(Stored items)

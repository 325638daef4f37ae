// SPDX-FileCopyrightText: 2026 Proplink Contributors
// SPDX-License-Identifier: MIT OR Apache-2.0

//! Test utilities for Proplink integration tests.
//!
//! Provides a scriptable mock transport client, in-memory fakes for the
//! external collaborators (tenant directory, property codes, OTP, incidents,
//! classifier), and a temp-SQLite storage helper.

pub mod fakes;
pub mod mock_transport;
pub mod storage;

pub use fakes::{
    FakeClassifier, FakeIncidentService, FakeOtpService, FakePropertyCodes, FakeTenantDirectory,
};
pub use mock_transport::{MockTransportClient, MockTransportFactory};
pub use storage::temp_storage;
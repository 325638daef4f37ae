// SPDX-FileCopyrightText: 2026 Proplink Contributors
// SPDX-License-Identifier: MIT OR Apache-2.0

//! Conversation state persistence keyed by normalized phone number.
//!
//! State tag, context JSON, and linked incident id are always written in a
//! single statement so a handler can never leave context stale relative to
//! the state it persisted.

use proplink_core::ProplinkError;
use rusqlite::params;

use crate::database::Database;
use crate::models::StoredConversation;

fn row_to_conversation(row: &rusqlite::Row<'_>) -> Result<StoredConversation, rusqlite::Error> {
    Ok(StoredConversation {
        phone: row.get(0)?,
        state: row.get(1)?,
        context: row.get(2)?,
        incident_id: row.get(3)?,
        updated_at: row.get(4)?,
    })
}

/// Load the conversation row for a sender, if one exists.
pub async fn load_conversation(
    db: &Database,
    phone: &str,
) -> Result<Option<StoredConversation>, ProplinkError> {
    let phone = phone.to_string();
    db.connection()
        .call(move |conn| {
            let mut stmt = conn.prepare(
                "SELECT phone, state, context, incident_id, updated_at
                 FROM conversations WHERE phone = ?1",
            )?;
            let result = stmt.query_row(params![phone], row_to_conversation);
            match result {
                Ok(conversation) => Ok(Some(conversation)),
                Err(rusqlite::Error::QueryReturnedNoRows) => Ok(None),
                Err(e) => Err(e.into()),
            }
        })
        .await
        .map_err(crate::database::map_tr_err)
}

/// Insert or atomically replace the conversation row for a sender.
pub async fn save_conversation(
    db: &Database,
    conversation: &StoredConversation,
) -> Result<(), ProplinkError> {
    let conversation = conversation.clone();
    db.connection()
        .call(move |conn| {
            conn.execute(
                "INSERT INTO conversations (phone, state, context, incident_id, updated_at)
                 VALUES (?1, ?2, ?3, ?4, ?5)
                 ON CONFLICT(phone) DO UPDATE SET
                     state = excluded.state,
                     context = excluded.context,
                     incident_id = excluded.incident_id,
                     updated_at = excluded.updated_at",
                params![
                    conversation.phone,
                    conversation.state,
                    conversation.context,
                    conversation.incident_id,
                    conversation.updated_at,
                ],
            )?;
            Ok(())
        })
        .await
        .map_err(crate::database::map_tr_err)
}
// SPDX-FileCopyrightText: 2026 Proplink Contributors
// SPDX-License-Identifier: MIT OR Apache-2.0

//! SQLite persistence layer for the Proplink incident-reporting engine.
//!
//! Provides WAL-mode SQLite storage with embedded migrations, a single-writer
//! concurrency model via `tokio-rusqlite`, and typed CRUD operations for
//! transport sessions, per-sender conversation state, and the append-only
//! message log.

pub mod adapter;
pub mod database;
pub mod migrations;
pub mod models;
pub mod queries;

pub use adapter::SqliteStorage;
pub use database::Database;
pub use models::*;
#[cfg(test)]
mod tests {
    use super::*;
    use proplink_test_utils::{MockTransportClient, MockTransportFactory, temp_storage};

    struct Fixture {
        registry: Arc<SessionRegistry>,
        client: Arc<MockTransportClient>,
        _intake_rx: mpsc::Receiver<(SessionId, RawInbound)>,
        _dir: tempfile::TempDir,
        storage: Arc<dyn Storage>,
    }

    async fn fixture() -> Fixture {
        let (storage, dir) = temp_storage().await.unwrap();
        let client = Arc::new(MockTransportClient::new());
        let factory = Arc::new(MockTransportFactory::new(client.clone()));
        let (intake_tx, intake_rx) = mpsc::channel(64);
        let registry = Arc::new(SessionRegistry::new(
            storage.clone(),
            factory,
            TransportConfig::default(),
            intake_tx,
        ));
        Fixture {
            registry,
            client,
            _intake_rx: intake_rx,
            _dir: dir,
            storage,
        }
    }

    fn main_session() -> SessionId {
        SessionId("main".to_string())
    }

    const WAIT: std::time::Duration = std::time::Duration::from_secs(5);

    /// Wall-clock bounded poll for an expected in-memory status. Yields
    /// instead of sleeping so a paused clock cannot auto-advance past timers
    /// the test has not reached yet.
    async fn wait_for_status(f: &Fixture, id: &SessionId, want: ConnectionStatus) {
        let deadline = std::time::Instant::now() + WAIT;
        while f.registry.status(id).await != want {
            assert!(
                std::time::Instant::now() < deadline,
                "timed out waiting for status {want}"
            );
            tokio::task::yield_now().await;
        }
    }

    async fn wait_for_start_count(f: &Fixture, want: u32) {
        let deadline = std::time::Instant::now() + WAIT;
        while f.client.start_count() != want {
            assert!(
                std::time::Instant::now() < deadline,
                "timed out waiting for {want} starts"
            );
            tokio::task::yield_now().await;
        }
    }

    /// Poll the persisted session row until `check` accepts it.
    async fn wait_for_row(f: &Fixture, check: fn(&SessionRecord) -> bool) -> SessionRecord {
        let deadline = std::time::Instant::now() + WAIT;
        loop {
            if let Some(row) = f.storage.get_session("main").await.unwrap() {
                if check(&row) {
                    return row;
                }
            }
            assert!(
                std::time::Instant::now() < deadline,
                "timed out waiting for session row"
            );
            tokio::task::yield_now().await;
        }
    }

    async fn wait_for_qr(f: &Fixture, id: &SessionId) -> String {
        let handle = f.registry.live(id).await.unwrap();
        let deadline = std::time::Instant::now() + WAIT;
        loop {
            if let Some(art) = handle.last_qr().await {
                return art;
            }
            assert!(
                std::time::Instant::now() < deadline,
                "timed out waiting for QR render"
            );
            tokio::task::yield_now().await;
        }
    }

    /// Short wall-clock window for asserting that nothing further happens.
    async fn grace_period() {
        let until = std::time::Instant::now() + std::time::Duration::from_millis(200);
        while std::time::Instant::now() < until {
            tokio::task::yield_now().await;
        }
    }

    #[tokio::test]
    async fn connect_moves_to_connecting_and_starts_client() {
        let f = fixture().await;
        let id = main_session();

        f.registry.connect(&id).await.unwrap();
        assert_eq!(f.registry.status(&id).await, ConnectionStatus::Connecting);
        assert_eq!(f.client.start_count(), 1);

        let row = f.storage.get_session("main").await.unwrap().unwrap();
        assert_eq!(row.status, ConnectionStatus::Connecting);
    }

    #[tokio::test]
    async fn connect_is_idempotent_once_connected() {
        let f = fixture().await;
        let id = main_session();

        f.registry.connect(&id).await.unwrap();
        f.client
            .inject_event(TransportEvent::Open {
                phone: "27820001111".into(),
            })
            .await;
        wait_for_status(&f, &id, ConnectionStatus::Connected).await;

        f.registry.connect(&id).await.unwrap();
        assert_eq!(f.client.start_count(), 1, "second connect must be a no-op");
    }

    #[tokio::test]
    async fn qr_challenge_moves_to_qr_pending_and_renders() {
        let f = fixture().await;
        let id = main_session();

        f.registry.connect(&id).await.unwrap();
        f.client
            .inject_event(TransportEvent::Qr("pairing-payload".into()))
            .await;
        wait_for_status(&f, &id, ConnectionStatus::QrPending).await;

        let art = wait_for_qr(&f, &id).await;
        assert!(!art.is_empty());
        wait_for_row(&f, |r| r.status == ConnectionStatus::QrPending).await;
    }

    #[tokio::test]
    async fn open_records_phone_and_timestamp() {
        let f = fixture().await;
        let id = main_session();

        f.registry.connect(&id).await.unwrap();
        f.client
            .inject_event(TransportEvent::Open {
                phone: "27820001111".into(),
            })
            .await;
        wait_for_status(&f, &id, ConnectionStatus::Connected).await;

        let handle = f.registry.live(&id).await.unwrap();
        assert_eq!(
            handle.authenticated_phone().await.as_deref(),
            Some("27820001111")
        );
        let row = wait_for_row(&f, |r| r.status == ConnectionStatus::Connected).await;
        assert_eq!(row.phone.as_deref(), Some("27820001111"));
        assert!(row.connected_at.is_some());
    }

    #[tokio::test]
    async fn rotated_credentials_are_persisted() {
        let f = fixture().await;
        let id = main_session();

        f.registry.connect(&id).await.unwrap();
        f.client
            .inject_event(TransportEvent::CredentialsRotated(b"blob-v2".to_vec()))
            .await;

        let row = wait_for_row(&f, |r| r.credentials.is_some()).await;
        assert_eq!(row.credentials.as_deref(), Some(b"blob-v2".as_slice()));
    }

    #[tokio::test(start_paused = true)]
    async fn transient_close_schedules_exactly_one_reconnect() {
        let f = fixture().await;
        let id = main_session();

        f.registry.connect(&id).await.unwrap();
        f.client
            .inject_event(TransportEvent::Open {
                phone: "27820001111".into(),
            })
            .await;
        wait_for_status(&f, &id, ConnectionStatus::Connected).await;
        // Wait for the Connected row write too, so the Connecting row below
        // cannot be the stale row from the initial connect.
        wait_for_row(&f, |r| r.status == ConnectionStatus::Connected).await;

        f.client
            .inject_event(TransportEvent::Closed {
                reason: CloseReason::Transient {
                    detail: "stream error".into(),
                },
            })
            .await;
        // The row write is the last step before the reconnect is scheduled.
        wait_for_row(&f, |r| r.status == ConnectionStatus::Connecting).await;
        assert_eq!(f.registry.status(&id).await, ConnectionStatus::Connecting);
        assert_eq!(f.client.start_count(), 1);

        // Default reconnect delay is 3s.
        tokio::time::sleep(Duration::from_secs(4)).await;
        wait_for_start_count(&f, 2).await;

        // No further reconnects without another close.
        tokio::time::sleep(Duration::from_secs(30)).await;
        grace_period().await;
        assert_eq!(f.client.start_count(), 2);
    }

    #[tokio::test(start_paused = true)]
    async fn explicit_disconnect_cancels_pending_reconnect() {
        let f = fixture().await;
        let id = main_session();

        f.registry.connect(&id).await.unwrap();
        f.client
            .inject_event(TransportEvent::Closed {
                reason: CloseReason::Transient {
                    detail: "stream error".into(),
                },
            })
            .await;
        wait_for_row(&f, |r| r.status == ConnectionStatus::Connecting).await;

        f.registry.disconnect(&id).await.unwrap();
        tokio::time::sleep(Duration::from_secs(10)).await;
        grace_period().await;

        assert_eq!(f.client.start_count(), 1, "reconnect must have been cancelled");
        assert_eq!(f.registry.status(&id).await, ConnectionStatus::Disconnected);
    }

    #[tokio::test(start_paused = true)]
    async fn logout_close_is_terminal_and_clears_credentials() {
        let f = fixture().await;
        let id = main_session();

        f.registry.connect(&id).await.unwrap();
        f.client
            .inject_event(TransportEvent::CredentialsRotated(b"blob".to_vec()))
            .await;
        wait_for_row(&f, |r| r.credentials.is_some()).await;
        f.client
            .inject_event(TransportEvent::Closed {
                reason: CloseReason::LoggedOut,
            })
            .await;
        wait_for_status(&f, &id, ConnectionStatus::LoggedOut).await;
        wait_for_row(&f, |r| r.credentials.is_none()).await;

        tokio::time::sleep(Duration::from_secs(30)).await;
        grace_period().await;
        assert_eq!(f.client.start_count(), 1, "logged out sessions never auto-reconnect");
    }

    #[tokio::test]
    async fn explicit_logout_clears_credentials() {
        let f = fixture().await;
        let id = main_session();

        f.registry.connect(&id).await.unwrap();
        f.client
            .inject_event(TransportEvent::CredentialsRotated(b"blob".to_vec()))
            .await;
        wait_for_row(&f, |r| r.credentials.is_some()).await;

        f.registry.logout(&id).await.unwrap();
        assert!(f.client.was_logged_out());
        let row = f.storage.get_session("main").await.unwrap().unwrap();
        assert!(row.credentials.is_none());
        assert_eq!(row.status, ConnectionStatus::LoggedOut);
    }

    #[tokio::test(start_paused = true)]
    async fn reconnect_pauses_then_reconnects() {
        let f = fixture().await;
        let id = main_session();

        f.registry.connect(&id).await.unwrap();
        f.client
            .inject_event(TransportEvent::Open {
                phone: "27820001111".into(),
            })
            .await;
        wait_for_status(&f, &id, ConnectionStatus::Connected).await;

        f.registry.reconnect(&id).await.unwrap();
        assert!(f.client.was_closed());
        assert_eq!(f.client.start_count(), 2);
        assert_eq!(f.registry.status(&id).await, ConnectionStatus::Connecting);
    }

    #[tokio::test]
    async fn resumed_start_receives_stored_credentials() {
        let f = fixture().await;
        let id = main_session();

        f.registry.connect(&id).await.unwrap();
        f.client
            .inject_event(TransportEvent::CredentialsRotated(b"stored".to_vec()))
            .await;
        wait_for_row(&f, |r| r.credentials.is_some()).await;

        // Simulate a fresh process: a second connect on a non-connected
        // session reloads the blob from storage.
        f.registry.connect(&id).await.unwrap();
        let starts = f.client.started_with().await;
        assert_eq!(starts.len(), 2);
        assert!(starts[0].is_none());
        assert_eq!(starts[1].as_deref(), Some(b"stored".as_slice()));
    }
}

*What you should do*. Across the entries above, how many lines contain the string "stmt"? The number alone is the answer.

*Answer below*. 2